Страница 58 из 62
А та бушевать принялась, наружу рвется, того и гляди поранится.
Пшелты тогда и говорит:
— Загадку мою помнишь? Коль скажешь ответ, так и быть, отпустим мы тебя к Ивану-царевичу.
Успокоилась сразу Марфуша и думать принялась, а черт с бесом на камушке недалече пристроились. Но ничего у ней подходящего на ум не пришло. Очи к небу возвела, на берег тоскливо смотрит. А там милый места себе не находит, взад-вперед бегает, имя ее выкликивает.

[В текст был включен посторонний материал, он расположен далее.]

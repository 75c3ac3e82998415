// ==========================================
// 末端配送车队仿真 - 领域类型定义
// ==========================================
// 职责: 路况等级等跨实体共享的枚举类型
// 序列化格式: Low / Medium / High (与数据库、导入文件一致)
// ==========================================

use serde::{Deserialize, Serialize};
use std::fmt;
use std::str::FromStr;

// ==========================================
// 路况等级 (Traffic Level)
// ==========================================
// 仅 High 产生燃油附加费
#[derive(Debug, Clone, Copy, PartialEq, Eq, PartialOrd, Ord, Hash, Serialize, Deserialize)]
pub enum TrafficLevel {
    Low,    // 畅通
    Medium, // 一般
    High,   // 拥堵
}

impl TrafficLevel {
    /// 全部路况等级（燃油分档汇总按此顺序输出）
    pub const ALL: [TrafficLevel; 3] = [TrafficLevel::Low, TrafficLevel::Medium, TrafficLevel::High];

    pub fn as_str(&self) -> &'static str {
        match self {
            TrafficLevel::Low => "Low",
            TrafficLevel::Medium => "Medium",
            TrafficLevel::High => "High",
        }
    }
}

impl fmt::Display for TrafficLevel {
    fn fmt(&self, f: &mut fmt::Formatter<'_>) -> fmt::Result {
        write!(f, "{}", self.as_str())
    }
}

impl FromStr for TrafficLevel {
    type Err = String;

    fn from_str(s: &str) -> Result<Self, Self::Err> {
        match s.trim().to_lowercase().as_str() {
            "low" => Ok(TrafficLevel::Low),
            "medium" => Ok(TrafficLevel::Medium),
            "high" => Ok(TrafficLevel::High),
            other => Err(format!("未知路况等级: {}", other)),
        }
    }
}

#[cfg(test)]
mod tests {
    use super::*;

    #[test]
    fn test_traffic_level_parse() {
        assert_eq!("High".parse::<TrafficLevel>().unwrap(), TrafficLevel::High);
        assert_eq!(" low ".parse::<TrafficLevel>().unwrap(), TrafficLevel::Low);
        assert_eq!("MEDIUM".parse::<TrafficLevel>().unwrap(), TrafficLevel::Medium);
        assert!("jam".parse::<TrafficLevel>().is_err());
    }

    #[test]
    fn test_traffic_level_display_roundtrip() {
        for level in TrafficLevel::ALL {
            assert_eq!(level.to_string().parse::<TrafficLevel>().unwrap(), level);
        }
    }
}
// ==========================================
// 末端配送车队仿真 - 仿真规则参数
// ==========================================
// 默认值即业务基线: 疲劳>8h ×1.3、宽限10分钟、延误罚金50、
// 金额>1000 奖励10%、燃油 5/km、拥堵附加 2/km
// ==========================================

use serde::{Deserialize, Serialize};

/// 仿真规则参数
#[derive(Debug, Clone, PartialEq, Serialize, Deserialize)]
pub struct SimulationRules {
    /// 疲劳阈值（当班小时数严格大于该值）
    pub fatigue_threshold_hours: f64,
    /// 疲劳时长系数
    pub fatigue_time_multiplier: f64,
    /// 延误宽限（分钟）
    pub late_grace_minutes: i64,
    /// 延误罚金（固定）
    pub late_penalty: i64,
    /// 高价值订单金额阈值（严格大于）
    pub bonus_value_threshold: f64,
    /// 高价值准时奖励比例
    pub bonus_rate: f64,
    /// 基础燃油费（每公里）
    pub base_fuel_rate_per_km: f64,
    /// 拥堵路况燃油附加费（每公里）
    pub high_traffic_surcharge_per_km: f64,
}

impl Default for SimulationRules {
    fn default() -> Self {
        Self {
            fatigue_threshold_hours: 8.0,
            fatigue_time_multiplier: 1.3,
            late_grace_minutes: 10,
            late_penalty: 50,
            bonus_value_threshold: 1000.0,
            bonus_rate: 0.10,
            base_fuel_rate_per_km: 5.0,
            high_traffic_surcharge_per_km: 2.0,
        }
    }
}
// ==========================================
// 末端配送车队仿真 - 文件解析器实现
// ==========================================
// 支持: CSV (.csv)，首行为表头
// ==========================================

use crate::importer::error::{ImportError, ImportResult};
use csv::ReaderBuilder;
use std::collections::HashMap;
use std::fs::File;
use std::path::Path;

/// 原始行记录: 列名 → 值（已 trim）
pub type RawRecord = HashMap<String, String>;

// ==========================================
// FileParser Trait
// ==========================================
pub trait FileParser: Send + Sync {
    /// 解析文件为原始行记录
    fn parse_to_raw_records(&self, file_path: &Path) -> ImportResult<Vec<RawRecord>>;
}

// ==========================================
// CSV Parser 实现
// ==========================================
pub struct CsvParser;

impl CsvParser {
    /// 从任意 reader 解析（便于测试与内存数据导入）
    pub fn parse_reader<R: std::io::Read>(&self, reader: R) -> ImportResult<Vec<RawRecord>> {
        let mut reader = ReaderBuilder::new()
            .has_headers(true)
            .flexible(true) // 允许行长度不一致
            .from_reader(reader);

        let headers: Vec<String> = reader
            .headers()?
            .iter()
            .map(|h| h.trim().trim_start_matches('\u{feff}').to_lowercase())
            .collect();

        let mut records = Vec::new();
        for result in reader.records() {
            let record = result?;
            let mut row_map = HashMap::new();

            for (col_idx, value) in record.iter().enumerate() {
                if let Some(header) = headers.get(col_idx) {
                    row_map.insert(header.clone(), value.trim().to_string());
                }
            }

            // 跳过完全空白的行
            if row_map.values().all(|v| v.is_empty()) {
                continue;
            }

            records.push(row_map);
        }

        Ok(records)
    }
}

impl FileParser for CsvParser {
    fn parse_to_raw_records(&self, file_path: &Path) -> ImportResult<Vec<RawRecord>> {
        if !file_path.exists() {
            return Err(ImportError::FileNotFound(file_path.display().to_string()));
        }

        if let Some(ext) = file_path.extension() {
            if !ext.eq_ignore_ascii_case("csv") {
                return Err(ImportError::UnsupportedFormat(
                    ext.to_string_lossy().to_string(),
                ));
            }
        }

        let file = File::open(file_path)?;
        self.parse_reader(file)
    }
}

— Постой, постой, — думает. — Иван-то на двух ногах ходит.
Вспомнилось ей сразу, как младенцы на подворье царском в кроватках на четвереньках ползали. Только вот с третьей ногой все никак не складывалась. И сбоку она ее Ивану приставляла и спереди, не видела она смертных таких.
А царевич тем временем бегать умаялся и решил дальше путь свой держать. Сел на бережку и посох из ветки дубовой выстругивает. А как окончил он работу свою, сразу Болотница поняла, что третья нога — это палочка, на которую в старости люди опираются.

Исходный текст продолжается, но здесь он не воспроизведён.